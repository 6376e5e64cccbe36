use std::{path::PathBuf, sync::Arc};

use anyhow::{Context, Result};
use clap::Parser;
use client_core::{HttpLessonsApi, ShopController, ShopOptions};
use tokio::{
    io::{AsyncBufReadExt, BufReader},
    sync::broadcast::error::RecvError,
};
use tracing::{info, warn};
use tracing_subscriber::EnvFilter;

mod commands;
mod config;
mod view;

use commands::{dispatch_command, parse_command, Dispatch};
use config::load_settings;

#[derive(Parser, Debug)]
#[command(about = "Browse lessons, fill a cart and place an order")]
struct Args {
    /// Settings file; `shop.toml` in the working directory is read if present.
    #[arg(long)]
    config: Option<PathBuf>,
    #[arg(long)]
    api_base_url: Option<String>,
    /// Ask for (mock) card details before checkout.
    #[arg(long)]
    require_payment: bool,
}

#[tokio::main]
async fn main() -> Result<()> {
    tracing_subscriber::fmt()
        .with_env_filter(EnvFilter::try_from_default_env().unwrap_or_else(|_| EnvFilter::new("info")))
        .with_writer(std::io::stderr)
        .init();
    let args = Args::parse();

    let mut settings = load_settings(args.config.as_deref())?;
    if let Some(url) = args.api_base_url {
        settings.api_base_url = url;
        settings = config::validate(settings)?;
    }
    if args.require_payment {
        settings.payment_required = true;
    }
    info!(api_base_url = %settings.api_base_url, "starting shop");

    let api = HttpLessonsApi::with_timeout(&settings.api_base_url, settings.request_timeout())
        .context("failed to build lessons api client")?;
    let shop = ShopController::new(
        Arc::new(api),
        ShopOptions {
            search_debounce: settings.search_debounce(),
            payment_required: settings.payment_required,
        },
    );

    shop.fetch_lessons().await;
    run_prompt(shop).await
}

async fn run_prompt(shop: Arc<ShopController>) -> Result<()> {
    let mut events = shop.subscribe_events();
    let mut lines = BufReader::new(tokio::io::stdin()).lines();

    println!("{}", view::render(&shop.snapshot().await));
    println!("type 'help' for commands");

    loop {
        tokio::select! {
            line = lines.next_line() => {
                let Some(line) = line.context("failed to read from stdin")? else {
                    break;
                };
                let command = match parse_command(&line) {
                    Ok(command) => command,
                    Err(message) => {
                        if !message.is_empty() {
                            println!("{message}");
                        }
                        continue;
                    }
                };
                match dispatch_command(&shop, command).await {
                    Dispatch::Quit => break,
                    Dispatch::Continue(message) => {
                        if let Some(message) = message {
                            println!("{message}");
                        }
                        println!("{}", view::render(&shop.snapshot().await));
                    }
                }
            }
            event = events.recv() => match event {
                Ok(event) => {
                    let state = shop.snapshot().await;
                    if let Some(out) = view::render_update(&event, &state) {
                        println!("{}", out.trim_end());
                    }
                }
                Err(RecvError::Lagged(skipped)) => warn!(skipped, "event stream lagged"),
                Err(RecvError::Closed) => break,
            },
        }
    }

    shop.cancel_pending_search();
    Ok(())
}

-- Requirement --
Identify each line in the records above containing the word "tokio"; copy those lines.

-- Solution to the exercise --
use tokio::{
#[tokio::main]
    let mut lines = BufReader::new(tokio::io::stdin()).lines();
        tokio::select! {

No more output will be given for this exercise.